**About this task**
Copy exactly. Begin with the line that contains "let file = MapSetFile" and stop after the last line of the records.
+++ Records to process
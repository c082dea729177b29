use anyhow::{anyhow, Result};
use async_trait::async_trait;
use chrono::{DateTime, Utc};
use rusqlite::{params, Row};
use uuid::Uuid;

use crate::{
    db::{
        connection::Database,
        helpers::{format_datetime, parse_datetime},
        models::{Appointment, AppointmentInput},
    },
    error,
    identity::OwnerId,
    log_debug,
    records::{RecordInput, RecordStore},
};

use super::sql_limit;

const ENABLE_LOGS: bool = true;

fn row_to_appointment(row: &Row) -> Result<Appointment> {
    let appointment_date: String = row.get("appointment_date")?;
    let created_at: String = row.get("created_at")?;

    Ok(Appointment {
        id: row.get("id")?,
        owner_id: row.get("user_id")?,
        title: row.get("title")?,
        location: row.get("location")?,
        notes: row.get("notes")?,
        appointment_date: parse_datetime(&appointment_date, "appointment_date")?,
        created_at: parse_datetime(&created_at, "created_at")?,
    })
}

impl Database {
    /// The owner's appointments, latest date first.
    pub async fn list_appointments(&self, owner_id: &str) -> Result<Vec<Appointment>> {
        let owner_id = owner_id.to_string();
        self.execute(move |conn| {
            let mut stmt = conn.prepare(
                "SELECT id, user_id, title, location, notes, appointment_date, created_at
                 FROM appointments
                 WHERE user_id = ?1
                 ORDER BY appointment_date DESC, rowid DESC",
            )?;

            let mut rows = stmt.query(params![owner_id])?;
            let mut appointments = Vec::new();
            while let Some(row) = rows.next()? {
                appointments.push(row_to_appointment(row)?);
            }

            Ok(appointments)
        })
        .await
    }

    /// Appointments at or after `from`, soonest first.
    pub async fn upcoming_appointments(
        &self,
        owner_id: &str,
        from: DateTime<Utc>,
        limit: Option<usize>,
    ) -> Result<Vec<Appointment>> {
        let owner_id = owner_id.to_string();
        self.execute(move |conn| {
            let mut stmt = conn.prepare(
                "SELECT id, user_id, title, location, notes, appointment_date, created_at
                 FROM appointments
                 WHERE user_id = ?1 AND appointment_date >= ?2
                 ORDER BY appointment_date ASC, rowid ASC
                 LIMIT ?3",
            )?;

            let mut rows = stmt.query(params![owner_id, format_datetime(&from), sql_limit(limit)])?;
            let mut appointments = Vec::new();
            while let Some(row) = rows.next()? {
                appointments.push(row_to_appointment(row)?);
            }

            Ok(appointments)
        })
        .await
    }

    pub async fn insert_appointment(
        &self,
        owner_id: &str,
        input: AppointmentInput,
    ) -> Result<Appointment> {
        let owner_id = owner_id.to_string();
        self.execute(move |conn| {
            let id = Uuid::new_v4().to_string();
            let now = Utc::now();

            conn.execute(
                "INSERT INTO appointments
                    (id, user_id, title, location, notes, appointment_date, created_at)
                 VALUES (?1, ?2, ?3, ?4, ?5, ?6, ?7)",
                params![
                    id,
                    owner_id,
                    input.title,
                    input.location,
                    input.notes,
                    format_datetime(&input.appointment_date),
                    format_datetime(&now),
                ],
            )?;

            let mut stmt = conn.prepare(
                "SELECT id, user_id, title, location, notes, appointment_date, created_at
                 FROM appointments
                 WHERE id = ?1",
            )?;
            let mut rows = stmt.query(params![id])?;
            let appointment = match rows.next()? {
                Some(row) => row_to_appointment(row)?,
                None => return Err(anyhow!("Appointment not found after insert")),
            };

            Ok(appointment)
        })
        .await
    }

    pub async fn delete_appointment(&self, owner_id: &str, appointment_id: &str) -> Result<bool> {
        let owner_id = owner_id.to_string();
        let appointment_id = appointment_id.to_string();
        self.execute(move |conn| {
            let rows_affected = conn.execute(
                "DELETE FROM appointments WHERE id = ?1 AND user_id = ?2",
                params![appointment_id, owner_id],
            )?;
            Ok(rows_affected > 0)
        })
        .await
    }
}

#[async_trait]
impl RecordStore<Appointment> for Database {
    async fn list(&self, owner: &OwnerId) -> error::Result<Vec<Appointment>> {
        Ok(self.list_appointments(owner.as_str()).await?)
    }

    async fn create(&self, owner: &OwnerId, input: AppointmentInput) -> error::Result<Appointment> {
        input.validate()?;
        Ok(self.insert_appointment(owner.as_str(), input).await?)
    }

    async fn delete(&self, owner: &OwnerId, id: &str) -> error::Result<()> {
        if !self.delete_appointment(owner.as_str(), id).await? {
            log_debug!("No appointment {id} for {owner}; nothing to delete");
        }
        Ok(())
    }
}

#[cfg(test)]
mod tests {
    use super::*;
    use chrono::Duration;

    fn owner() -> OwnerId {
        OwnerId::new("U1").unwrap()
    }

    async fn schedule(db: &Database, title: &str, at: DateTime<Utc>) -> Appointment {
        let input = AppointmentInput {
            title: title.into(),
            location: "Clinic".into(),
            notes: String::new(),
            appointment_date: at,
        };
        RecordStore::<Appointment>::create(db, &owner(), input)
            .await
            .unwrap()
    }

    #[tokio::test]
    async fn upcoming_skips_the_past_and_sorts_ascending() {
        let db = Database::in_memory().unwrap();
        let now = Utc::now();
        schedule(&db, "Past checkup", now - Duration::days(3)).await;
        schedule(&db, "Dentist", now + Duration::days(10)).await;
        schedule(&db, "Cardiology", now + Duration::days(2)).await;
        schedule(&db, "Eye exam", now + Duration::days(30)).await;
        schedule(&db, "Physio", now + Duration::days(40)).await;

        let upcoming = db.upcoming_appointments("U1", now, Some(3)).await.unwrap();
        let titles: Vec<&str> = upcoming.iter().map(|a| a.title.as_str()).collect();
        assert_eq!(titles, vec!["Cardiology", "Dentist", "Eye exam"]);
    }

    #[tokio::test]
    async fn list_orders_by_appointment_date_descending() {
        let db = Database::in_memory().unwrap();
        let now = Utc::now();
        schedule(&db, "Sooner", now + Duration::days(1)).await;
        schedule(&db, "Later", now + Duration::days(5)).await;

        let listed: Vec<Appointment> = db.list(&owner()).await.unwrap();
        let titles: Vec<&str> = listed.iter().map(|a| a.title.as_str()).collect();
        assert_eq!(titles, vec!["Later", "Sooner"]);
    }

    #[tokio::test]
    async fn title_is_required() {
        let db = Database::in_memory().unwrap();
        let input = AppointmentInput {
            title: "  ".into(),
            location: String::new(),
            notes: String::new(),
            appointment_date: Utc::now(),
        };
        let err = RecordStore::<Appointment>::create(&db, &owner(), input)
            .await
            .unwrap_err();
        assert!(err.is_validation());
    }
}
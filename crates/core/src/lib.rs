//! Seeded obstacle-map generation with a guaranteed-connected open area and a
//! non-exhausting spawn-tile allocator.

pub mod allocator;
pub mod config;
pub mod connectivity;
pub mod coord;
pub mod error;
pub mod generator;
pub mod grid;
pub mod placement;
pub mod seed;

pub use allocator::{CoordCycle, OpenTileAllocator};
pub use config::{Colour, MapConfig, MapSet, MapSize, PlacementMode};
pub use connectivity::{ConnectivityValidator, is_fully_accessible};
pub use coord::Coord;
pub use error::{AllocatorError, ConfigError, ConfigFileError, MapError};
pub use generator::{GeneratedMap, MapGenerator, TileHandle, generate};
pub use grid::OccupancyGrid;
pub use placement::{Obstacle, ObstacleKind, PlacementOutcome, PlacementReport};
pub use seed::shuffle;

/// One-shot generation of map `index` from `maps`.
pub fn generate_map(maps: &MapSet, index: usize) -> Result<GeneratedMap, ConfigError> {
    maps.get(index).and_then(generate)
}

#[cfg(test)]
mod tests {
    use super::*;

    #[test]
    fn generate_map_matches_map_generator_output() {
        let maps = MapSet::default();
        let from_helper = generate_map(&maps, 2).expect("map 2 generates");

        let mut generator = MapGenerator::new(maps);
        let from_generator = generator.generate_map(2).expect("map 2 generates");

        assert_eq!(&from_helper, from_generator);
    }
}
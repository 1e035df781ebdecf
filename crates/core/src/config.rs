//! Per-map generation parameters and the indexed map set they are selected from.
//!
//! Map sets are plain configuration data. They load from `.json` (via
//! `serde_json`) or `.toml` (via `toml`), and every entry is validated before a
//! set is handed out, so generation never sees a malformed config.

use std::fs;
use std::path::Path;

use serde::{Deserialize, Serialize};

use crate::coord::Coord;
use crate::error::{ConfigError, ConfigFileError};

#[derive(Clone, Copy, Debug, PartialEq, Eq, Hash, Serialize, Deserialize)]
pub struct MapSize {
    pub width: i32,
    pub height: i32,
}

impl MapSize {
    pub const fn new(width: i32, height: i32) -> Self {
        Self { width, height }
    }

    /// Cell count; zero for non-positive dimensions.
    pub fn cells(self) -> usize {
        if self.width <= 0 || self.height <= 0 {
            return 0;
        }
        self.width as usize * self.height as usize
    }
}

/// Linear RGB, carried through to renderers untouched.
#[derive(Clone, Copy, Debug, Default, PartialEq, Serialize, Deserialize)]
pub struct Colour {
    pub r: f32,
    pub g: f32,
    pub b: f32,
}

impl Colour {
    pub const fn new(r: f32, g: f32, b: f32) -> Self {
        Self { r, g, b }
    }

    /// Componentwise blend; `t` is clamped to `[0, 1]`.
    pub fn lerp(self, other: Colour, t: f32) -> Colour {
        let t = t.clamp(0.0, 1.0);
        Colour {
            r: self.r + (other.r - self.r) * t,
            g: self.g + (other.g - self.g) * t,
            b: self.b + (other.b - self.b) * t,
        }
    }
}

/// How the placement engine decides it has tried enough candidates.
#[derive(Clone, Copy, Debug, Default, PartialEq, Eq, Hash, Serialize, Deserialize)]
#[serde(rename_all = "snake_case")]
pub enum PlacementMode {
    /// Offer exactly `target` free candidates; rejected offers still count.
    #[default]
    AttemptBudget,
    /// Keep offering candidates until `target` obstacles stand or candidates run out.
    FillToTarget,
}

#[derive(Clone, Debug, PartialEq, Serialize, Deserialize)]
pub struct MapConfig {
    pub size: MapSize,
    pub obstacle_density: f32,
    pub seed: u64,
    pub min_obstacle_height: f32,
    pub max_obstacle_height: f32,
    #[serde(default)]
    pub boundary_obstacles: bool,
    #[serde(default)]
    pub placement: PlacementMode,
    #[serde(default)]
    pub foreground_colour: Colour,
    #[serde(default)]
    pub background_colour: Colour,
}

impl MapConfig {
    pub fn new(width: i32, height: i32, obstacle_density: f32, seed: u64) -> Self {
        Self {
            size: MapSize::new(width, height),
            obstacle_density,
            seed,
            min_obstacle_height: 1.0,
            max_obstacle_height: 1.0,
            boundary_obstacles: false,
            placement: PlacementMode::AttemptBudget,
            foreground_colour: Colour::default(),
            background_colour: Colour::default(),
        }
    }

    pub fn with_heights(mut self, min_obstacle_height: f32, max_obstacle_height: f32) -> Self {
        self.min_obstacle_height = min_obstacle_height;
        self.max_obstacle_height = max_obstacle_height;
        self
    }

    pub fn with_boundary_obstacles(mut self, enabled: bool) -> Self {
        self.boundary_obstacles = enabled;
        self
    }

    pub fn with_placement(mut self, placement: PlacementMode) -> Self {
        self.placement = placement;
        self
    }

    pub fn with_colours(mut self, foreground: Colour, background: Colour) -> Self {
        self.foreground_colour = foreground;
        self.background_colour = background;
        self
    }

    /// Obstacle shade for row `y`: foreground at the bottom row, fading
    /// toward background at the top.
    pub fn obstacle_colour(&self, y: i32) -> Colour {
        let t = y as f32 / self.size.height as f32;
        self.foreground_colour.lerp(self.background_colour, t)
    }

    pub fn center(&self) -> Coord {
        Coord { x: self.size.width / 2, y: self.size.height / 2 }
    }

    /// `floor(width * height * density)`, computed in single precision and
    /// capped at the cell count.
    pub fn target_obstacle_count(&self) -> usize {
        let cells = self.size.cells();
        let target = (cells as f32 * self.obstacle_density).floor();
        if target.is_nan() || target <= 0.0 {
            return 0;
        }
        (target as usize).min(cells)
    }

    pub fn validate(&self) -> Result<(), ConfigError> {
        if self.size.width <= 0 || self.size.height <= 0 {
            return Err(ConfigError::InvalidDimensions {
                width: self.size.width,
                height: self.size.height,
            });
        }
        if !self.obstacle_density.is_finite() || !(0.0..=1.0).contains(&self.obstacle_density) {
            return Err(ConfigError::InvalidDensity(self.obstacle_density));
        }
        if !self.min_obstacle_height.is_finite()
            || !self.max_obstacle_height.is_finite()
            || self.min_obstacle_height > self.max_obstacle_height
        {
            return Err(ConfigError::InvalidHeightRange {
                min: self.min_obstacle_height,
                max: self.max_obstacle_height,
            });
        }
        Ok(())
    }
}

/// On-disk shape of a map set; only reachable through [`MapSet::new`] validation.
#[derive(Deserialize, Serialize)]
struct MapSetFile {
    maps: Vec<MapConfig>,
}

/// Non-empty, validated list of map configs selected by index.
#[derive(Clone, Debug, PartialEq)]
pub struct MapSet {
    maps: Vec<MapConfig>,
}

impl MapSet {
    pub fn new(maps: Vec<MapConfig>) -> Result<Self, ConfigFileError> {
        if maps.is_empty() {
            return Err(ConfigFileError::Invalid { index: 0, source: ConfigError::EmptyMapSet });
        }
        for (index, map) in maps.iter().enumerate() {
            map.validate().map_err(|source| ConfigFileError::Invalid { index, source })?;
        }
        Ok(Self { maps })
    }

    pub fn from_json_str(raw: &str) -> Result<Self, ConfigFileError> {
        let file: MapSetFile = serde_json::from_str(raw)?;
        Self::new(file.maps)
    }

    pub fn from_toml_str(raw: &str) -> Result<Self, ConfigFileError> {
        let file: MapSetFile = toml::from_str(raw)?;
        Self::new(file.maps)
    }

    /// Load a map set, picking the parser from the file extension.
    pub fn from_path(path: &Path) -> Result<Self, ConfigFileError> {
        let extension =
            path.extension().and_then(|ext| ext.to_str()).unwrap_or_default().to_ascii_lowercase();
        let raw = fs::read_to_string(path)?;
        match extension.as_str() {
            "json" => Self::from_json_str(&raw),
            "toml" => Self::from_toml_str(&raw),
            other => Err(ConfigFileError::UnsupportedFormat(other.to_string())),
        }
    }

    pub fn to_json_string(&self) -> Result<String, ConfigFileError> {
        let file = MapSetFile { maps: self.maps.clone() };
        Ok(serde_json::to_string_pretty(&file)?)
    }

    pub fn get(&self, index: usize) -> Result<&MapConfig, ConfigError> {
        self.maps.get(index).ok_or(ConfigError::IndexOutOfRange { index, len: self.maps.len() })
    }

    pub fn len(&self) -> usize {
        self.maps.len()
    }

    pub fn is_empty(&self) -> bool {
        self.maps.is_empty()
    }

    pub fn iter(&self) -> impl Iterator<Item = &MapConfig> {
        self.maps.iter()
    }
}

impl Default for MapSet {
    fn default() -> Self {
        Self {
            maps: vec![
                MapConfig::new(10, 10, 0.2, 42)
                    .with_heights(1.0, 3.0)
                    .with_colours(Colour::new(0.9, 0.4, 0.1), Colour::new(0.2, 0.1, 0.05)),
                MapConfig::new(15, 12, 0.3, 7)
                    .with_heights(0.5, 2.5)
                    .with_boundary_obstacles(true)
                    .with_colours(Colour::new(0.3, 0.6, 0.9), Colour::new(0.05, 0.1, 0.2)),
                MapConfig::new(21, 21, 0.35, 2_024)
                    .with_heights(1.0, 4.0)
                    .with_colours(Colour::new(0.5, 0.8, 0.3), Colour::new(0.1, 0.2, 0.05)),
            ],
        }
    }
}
++++++
**Answer for the task**
        let file = MapSetFile { maps: self.maps.clone() };
        Ok(serde_json::to_string_pretty(&file)?)
    }

    pub fn get(&self, index: usize) -> Result<&MapConfig, ConfigError> {
        self.maps.get(index).ok_or(ConfigError::IndexOutOfRange { index, len: self.maps.len() })
    }

    pub fn len(&self) -> usize {
        self.maps.len()
    }

    pub fn is_empty(&self) -> bool {
        self.maps.is_empty()
    }

    pub fn iter(&self) -> impl Iterator<Item = &MapConfig> {
        self.maps.iter()
    }
}

impl Default for MapSet {
    fn default() -> Self {
        Self {
            maps: vec![
                MapConfig::new(10, 10, 0.2, 42)
                    .with_heights(1.0, 3.0)
                    .with_colours(Colour::new(0.9, 0.4, 0.1), Colour::new(0.2, 0.1, 0.05)),
                MapConfig::new(15, 12, 0.3, 7)
                    .with_heights(0.5, 2.5)
                    .with_boundary_obstacles(true)
                    .with_colours(Colour::new(0.3, 0.6, 0.9), Colour::new(0.05, 0.1, 0.2)),
                MapConfig::new(21, 21, 0.35, 2_024)
                    .with_heights(1.0, 4.0)
                    .with_colours(Colour::new(0.5, 0.8, 0.3), Colour::new(0.1, 0.2, 0.05)),
            ],
        }
    }
}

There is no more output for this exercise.